I was also selected for the first batch of a sponsored Executive MBA at the SP Jain Institute, Mumbai while working almost 14-16 hours a day as the EAM of a Luxury hotel, leaving me to burn the midnight oil while working a demanding full-time job, sacrifice a lot of my personal life to upskill myself and complete the program, at any cost.

The point I’m trying to make is that there were many firsts and I volunteered for them all! I am of the opinion that every woman, if she makes the choice for a long-haul career, can succeed. You must have the grit, commitment, dream and you will. 

The game is to work hard, stay resilient and get into executive positions early, so you can exercise flexibility and work-life balance that helps you push right to the top. 

Give it your all! Work hard, take initiative, be fearless, don’t just lean forward – plunge in, at every turn embrace the opportunities that come your way — raise your hands and let people know you are up for challenging roles!

Be persistent, be resilient and be purpose-driven.

Ritu Chawla Mathur
Ritu Chawla Mathur Managing Partner, Prognosis Global Consulting and
National Vice President, WICCI Hospitality and Tourism Council

In the People Business

With each leadership role, I faced a unique set of challenges. In the initial years, as I became a manager at a very young age, it was simply to be taken seriously and have my team execute instructions (you must be aware of the rant : Boss ban gayi hai toh attitude dikha rahi hai).  

As I grew into my senior roles, the challenge became the ability to influence positive outcomes by motivating diverse teams for maximum impact and managing the various stakeholder expectations. 

However, whether dealing with my hotel gardener or my ownership team, some of the people-management skills that have always held me in good stead were: leading by example; empathy; never making it personal or below the belt; not seeking the spotlight but helping others become the stars of the show; respect and transparency while dealing with people across all levels; and never relying on favours but letting high standards of performance and work-ethics talk for me.

My Vision for my Industry
While we women have all that it takes to make good leaders in the Hospitality and related Services industries, from the time I joined and quarter of a century later, we continue to be under represented, especially at senior levels.
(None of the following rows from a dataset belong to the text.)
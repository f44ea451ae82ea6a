use crate::error::InvalidWeight;
use serde::{Deserialize, Serialize};
use std::collections::{BTreeMap, BTreeSet};
use std::fmt;

/// A closed categorical vocabulary shared by profiles and the catalog.
///
/// `ALL` lists every variant in declaration order; catalog validation uses it
/// to check that a fit mapping covers the whole dimension.
pub trait Category: Copy + Ord + fmt::Debug + 'static {
    const ALL: &'static [Self];

    fn as_str(self) -> &'static str;

    /// Extra spellings accepted on input, on top of `as_str`
    fn alias(_token: &str) -> Option<Self> {
        None
    }

    fn from_token(token: &str) -> Option<Self> {
        Self::ALL
            .iter()
            .copied()
            .find(|c| c.as_str() == token)
            .or_else(|| Self::alias(token))
    }

    fn expected() -> String {
        Self::ALL
            .iter()
            .map(|c| c.as_str())
            .collect::<Vec<_>>()
            .join(", ")
    }
}

#[derive(Debug, Clone, Copy, PartialEq, Eq, PartialOrd, Ord, Hash, Serialize, Deserialize)]
#[serde(rename_all = "kebab-case")]
pub enum SkinTone {
    Warm,
    Cool,
    Neutral,
    Deep,
}

impl Category for SkinTone {
    const ALL: &'static [Self] = &[Self::Warm, Self::Cool, Self::Neutral, Self::Deep];

    fn as_str(self) -> &'static str {
        match self {
            Self::Warm => "warm",
            Self::Cool => "cool",
            Self::Neutral => "neutral",
            Self::Deep => "deep",
        }
    }

    // Buckets reported by photo analysis
    fn alias(token: &str) -> Option<Self> {
        match token {
            "very-light" | "light" => Some(Self::Cool),
            "medium" | "tan-olive" | "tan" | "olive" => Some(Self::Warm),
            _ => None,
        }
    }
}

#[derive(Debug, Clone, Copy, PartialEq, Eq, PartialOrd, Ord, Hash, Serialize, Deserialize)]
#[serde(rename_all = "kebab-case")]
pub enum BodyType {
    Hourglass,
    Rectangle,
    Triangle,
    InvertedTriangle,
    Oval,
}

impl Category for BodyType {
    const ALL: &'static [Self] = &[
        Self::Hourglass,
        Self::Rectangle,
        Self::Triangle,
        Self::InvertedTriangle,
        Self::Oval,
    ];

    fn as_str(self) -> &'static str {
        match self {
            Self::Hourglass => "hourglass",
            Self::Rectangle => "rectangle",
            Self::Triangle => "triangle",
            Self::InvertedTriangle => "inverted-triangle",
            Self::Oval => "oval",
        }
    }

    fn alias(token: &str) -> Option<Self> {
        match token {
            "pear" => Some(Self::Triangle),
            "apple" => Some(Self::Oval),
            "straight" => Some(Self::Rectangle),
            "v-shape" => Some(Self::InvertedTriangle),
            _ => None,
        }
    }
}

#[derive(Debug, Clone, Copy, PartialEq, Eq, PartialOrd, Ord, Hash, Serialize, Deserialize)]
#[serde(rename_all = "kebab-case")]
pub enum Contrast {
    Low,
    Medium,
    High,
}

impl Category for Contrast {
    const ALL: &'static [Self] = &[Self::Low, Self::Medium, Self::High];

    fn as_str(self) -> &'static str {
        match self {
            Self::Low => "low",
            Self::Medium => "medium",
            Self::High => "high",
        }
    }
}

#[derive(Debug, Clone, Copy, PartialEq, Eq, PartialOrd, Ord, Hash, Serialize, Deserialize)]
#[serde(rename_all = "kebab-case")]
pub enum Occasion {
    Wedding,
    Work,
    Interview,
    Dinner,
    DateNight,
    Party,
    Everyday,
    FormalEvent,
}

impl Category for Occasion {
    const ALL: &'static [Self] = &[
        Self::Wedding,
        Self::Work,
        Self::Interview,
        Self::Dinner,
        Self::DateNight,
        Self::Party,
        Self::Everyday,
        Self::FormalEvent,
    ];

    fn as_str(self) -> &'static str {
        match self {
            Self::Wedding => "wedding",
            Self::Work => "work",
            Self::Interview => "interview",
            Self::Dinner => "dinner",
            Self::DateNight => "date-night",
            Self::Party => "party",
            Self::Everyday => "everyday",
            Self::FormalEvent => "formal-event",
        }
    }

    fn alias(token: &str) -> Option<Self> {
        match token {
            "date" => Some(Self::DateNight),
            _ => None,
        }
    }
}

/// How much the user told us: `Quick` is occasion-only onboarding,
/// `Personal` comes from photo analysis plus explicit preferences.
#[derive(Debug, Clone, Copy, PartialEq, Eq, PartialOrd, Ord, Hash, Serialize, Deserialize)]
#[serde(rename_all = "lowercase")]
pub enum MatchMode {
    Quick,
    Personal,
}

impl Category for MatchMode {
    const ALL: &'static [Self] = &[Self::Quick, Self::Personal];

    fn as_str(self) -> &'static str {
        match self {
            Self::Quick => "quick",
            Self::Personal => "personal",
        }
    }
}

#[derive(Debug, Clone, Copy, PartialEq, Eq, PartialOrd, Ord, Hash, Serialize, Deserialize)]
#[serde(rename_all = "lowercase")]
pub enum Tier {
    Safe,
    Sharp,
    Relaxed,
}

impl Tier {
    pub const ALL: [Tier; 3] = [Tier::Safe, Tier::Sharp, Tier::Relaxed];

    pub fn label(self) -> &'static str {
        match self {
            Tier::Safe => "Safest choice",
            Tier::Sharp => "Sharper choice",
            Tier::Relaxed => "More relaxed choice",
        }
    }
}

/// How well an outfit suits one category of a fit dimension.
///
/// `Avoid` has no numeric value: anything rated `Avoid` for the profile
/// cannot be scored, only disqualified.
#[derive(Debug, Clone, Copy, PartialEq, Eq, PartialOrd, Ord, Hash, Serialize, Deserialize)]
#[serde(rename_all = "lowercase")]
pub enum FitQuality {
    Ideal,
    Good,
    Neutral,
    Avoid,
}

impl FitQuality {
    pub const MAX_POINTS: u8 = 3;

    #[inline]
    pub fn points(self) -> Option<u8> {
        match self {
            FitQuality::Ideal => Some(3),
            FitQuality::Good => Some(2),
            FitQuality::Neutral => Some(1),
            FitQuality::Avoid => None,
        }
    }
}

#[derive(Debug, Clone, Copy, PartialEq, Eq, PartialOrd, Ord, Hash, Serialize, Deserialize)]
#[serde(rename_all = "kebab-case")]
pub enum FitDimension {
    SkinTone,
    Contrast,
    BodyType,
}

impl FitDimension {
    pub const ALL: [FitDimension; 3] = [
        FitDimension::SkinTone,
        FitDimension::Contrast,
        FitDimension::BodyType,
    ];

    pub fn as_str(self) -> &'static str {
        match self {
            FitDimension::SkinTone => "skin_tone",
            FitDimension::Contrast => "contrast",
            FitDimension::BodyType => "body_type",
        }
    }

    /// Phrase used in stylist explanations
    pub fn phrase(self) -> &'static str {
        match self {
            FitDimension::SkinTone => "your coloring",
            FitDimension::Contrast => "your natural contrast",
            FitDimension::BodyType => "your proportions",
        }
    }
}

macro_rules! impl_display {
    ($($ty:ty),*) => {
        $(impl fmt::Display for $ty {
            fn fmt(&self, f: &mut fmt::Formatter<'_>) -> fmt::Result {
                f.write_str(self.as_str())
            }
        })*
    };
}

impl_display!(SkinTone, BodyType, Contrast, Occasion, MatchMode, FitDimension);

/// Normalized style attributes for a single matching request
#[derive(Debug, Clone, PartialEq, Eq, Serialize, Deserialize)]
pub struct StyleProfile {
    pub skin_tone: SkinTone,
    pub body_type: BodyType,
    pub contrast: Contrast,
    #[serde(default)]
    pub lifestyle_tags: BTreeSet<String>,
    /// Dimensions filled in by the default policy rather than by the user
    #[serde(default)]
    pub defaulted: BTreeSet<FitDimension>,
}

impl StyleProfile {
    /// A profile where every dimension was supplied by the user
    pub fn new(skin_tone: SkinTone, body_type: BodyType, contrast: Contrast) -> Self {
        Self {
            skin_tone,
            body_type,
            contrast,
            lifestyle_tags: BTreeSet::new(),
            defaulted: BTreeSet::new(),
        }
    }

    pub fn with_lifestyle_tags<I, S>(mut self, tags: I) -> Self
    where
        I: IntoIterator<Item = S>,
        S: Into<String>,
    {
        self.lifestyle_tags = tags.into_iter().map(Into::into).collect();
        self
    }

    #[inline]
    pub fn is_confident(&self, dimension: FitDimension) -> bool {
        !self.defaulted.contains(&dimension)
    }
}

#[derive(Debug, Clone, PartialEq, Eq, Serialize, Deserialize)]
pub struct OutfitItems {
    pub top: String,
    pub bottom: String,
    pub shoes: String,
    #[serde(default, skip_serializing_if = "Option::is_none")]
    pub extras: Option<String>,
}

/// One row of the outfit matrix
#[derive(Debug, Clone, PartialEq, Eq, Serialize, Deserialize)]
pub struct MatrixOutfitEntry {
    pub id: String,
    #[serde(default)]
    pub title: String,
    pub occasions: BTreeSet<Occasion>,
    pub tier: Tier,
    pub skin_tone_fit: BTreeMap<SkinTone, FitQuality>,
    pub contrast_fit: BTreeMap<Contrast, FitQuality>,
    pub body_type_fit: BTreeMap<BodyType, FitQuality>,
    #[serde(default)]
    pub lifestyle_tags: BTreeSet<String>,
    pub items: OutfitItems,
    pub image_url: String,
    pub reason: String,
}

impl MatrixOutfitEntry {
    #[inline]
    pub fn suits(&self, occasion: Occasion) -> bool {
        self.occasions.contains(&occasion)
    }

    /// The entry's rating for the profile along one dimension.
    ///
    /// `None` only for entries that never went through catalog validation.
    pub fn fit_for(&self, dimension: FitDimension, profile: &StyleProfile) -> Option<FitQuality> {
        match dimension {
            FitDimension::SkinTone => self.skin_tone_fit.get(&profile.skin_tone).copied(),
            FitDimension::Contrast => self.contrast_fit.get(&profile.contrast).copied(),
            FitDimension::BodyType => self.body_type_fit.get(&profile.body_type).copied(),
        }
    }
}

/// A request to pick one outfit per tier
#[derive(Debug, Clone, PartialEq, Eq)]
pub struct MatchRequest {
    pub occasion: Occasion,
    pub profile: StyleProfile,
    pub mode: MatchMode,
    pub exclude_ids: BTreeSet<String>,
}

impl MatchRequest {
    pub fn new(occasion: Occasion, profile: StyleProfile, mode: MatchMode) -> Self {
        Self {
            occasion,
            profile,
            mode,
            exclude_ids: BTreeSet::new(),
        }
    }

    pub fn excluding<I, S>(mut self, ids: I) -> Self
    where
        I: IntoIterator<Item = S>,
        S: Into<String>,
    {
        self.exclude_ids.extend(ids.into_iter().map(Into::into));
        self
    }
}

/// Contribution of one fit dimension to a candidate's score
#[derive(Debug, Clone, Copy, PartialEq)]
pub struct DimensionScore {
    pub dimension: FitDimension,
    pub quality: FitQuality,
    pub confident: bool,
    pub points: f64,
}

/// A candidate after scoring; lives only for the duration of one match call
#[derive(Debug, Clone)]
pub struct ScoredCandidate<'a> {
    pub entry: &'a MatrixOutfitEntry,
    pub score: f64,
    pub disqualified: bool,
    pub breakdown: [DimensionScore; 3],
    pub shared_lifestyle: Vec<String>,
}

/// The winning outfit for one tier
#[derive(Debug, Clone, PartialEq, Serialize, Deserialize)]
pub struct TierPick {
    pub tier: Tier,
    pub label: String,
    #[serde(rename = "outfitId")]
    pub outfit_id: String,
    pub title: String,
    pub items: OutfitItems,
    #[serde(rename = "imageUrl")]
    pub image_url: String,
    pub reason: String,
    pub score: f64,
    pub explanation: String,
}

/// One slot per tier; an empty slot means no valid candidate for the occasion
#[derive(Debug, Clone, Default, PartialEq, Serialize, Deserialize)]
pub struct MatchResult {
    pub safe: Option<TierPick>,
    pub sharp: Option<TierPick>,
    pub relaxed: Option<TierPick>,
}

impl MatchResult {
    pub fn get(&self, tier: Tier) -> Option<&TierPick> {
        match tier {
            Tier::Safe => self.safe.as_ref(),
            Tier::Sharp => self.sharp.as_ref(),
            Tier::Relaxed => self.relaxed.as_ref(),
        }
    }

    pub fn set(&mut self, pick: TierPick) {
        let slot = match pick.tier {
            Tier::Safe => &mut self.safe,
            Tier::Sharp => &mut self.sharp,
            Tier::Relaxed => &mut self.relaxed,
        };
        *slot = Some(pick);
    }

    /// Present picks in tier order
    pub fn picks(&self) -> impl Iterator<Item = &TierPick> {
        Tier::ALL.into_iter().filter_map(move |tier| self.get(tier))
    }

    pub fn is_empty(&self) -> bool {
        self.picks().next().is_none()
    }

    pub fn outfit_ids(&self) -> Vec<&str> {
        self.picks().map(|p| p.outfit_id.as_str()).collect()
    }
}

/// Scoring weights
#[derive(Debug, Clone, Copy, PartialEq)]
pub struct ScoringWeights {
    pub skin_tone: f64,
    pub contrast: f64,
    pub body_type: f64,
    /// Uniform weight applied to every fit dimension in quick mode
    pub quick_uniform: f64,
    pub lifestyle: f64,
}

impl ScoringWeights {
    /// Reject negative, NaN or infinite weights
    pub fn validate(&self) -> Result<(), InvalidWeight> {
        let fields = [
            ("skin_tone", self.skin_tone),
            ("contrast", self.contrast),
            ("body_type", self.body_type),
            ("quick_uniform", self.quick_uniform),
            ("lifestyle", self.lifestyle),
        ];

        match fields.into_iter().find(|&(_, value)| !value.is_finite() || value < 0.0) {
            Some((field, value)) => Err(InvalidWeight { field, value }),
            None => Ok(()),
        }
    }

    pub fn for_dimension(&self, dimension: FitDimension, mode: MatchMode) -> f64 {
        match mode {
            MatchMode::Quick => self.quick_uniform,
            MatchMode::Personal => match dimension {
                FitDimension::SkinTone => self.skin_tone,
                FitDimension::Contrast => self.contrast,
                FitDimension::BodyType => self.body_type,
            },
        }
    }
}

impl Default for ScoringWeights {
    fn default() -> Self {
        Self {
            skin_tone: 0.35,
            contrast: 0.25,
            body_type: 0.30,
            quick_uniform: 0.20,
            lifestyle: 0.10,
        }
    }
}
Diversity must not just remain a feminine agenda but become a business agenda! Having women leaders in our teams, yields unparalleled opportunities and competitive advantages.  And as smart leaders of tomorrow, to have winning gender-balanced teams – we must be aware of these advantages and support it!

It is time to shift the discussion away from a lingering women’s problem or an issue of equality or glass-ceilings and instead focus on this as a massive business opportunity.

Notes to my younger self

If I could give my younger self some advice it would be that some traits that we women bring on to the table cannot be undermined – well-organized, full of compassion, spiritually aligned and well-balanced (between task & people). 

The best women leaders I’ve worked with and role-modelled are well-rounded people. These women are master multi-taskers and highly collaborative (though not afraid to get territorial to protect their domain!). So my two-penny advice would be to spend the earlier days honing and capitalizing on these very traits that give you an edge.

I believe, theoretically, every woman could be capable of reaching the top of her organization. Right? What sets women such as Indra Nooyi and Ginni Rometty apart from the rest of the similarly talented women are: they embraced opportunities, benefitted from their higher emotional intelligence; sought out the right mentors at various stages; grew their teams along with them, looked for respect more than recognition, had supportive families and dreamt big!

As women, we do not have to “fit in” we just need to wear our superhero capes and don our superpowers of the strong-willed, purpose-driven, and passionate women that we are.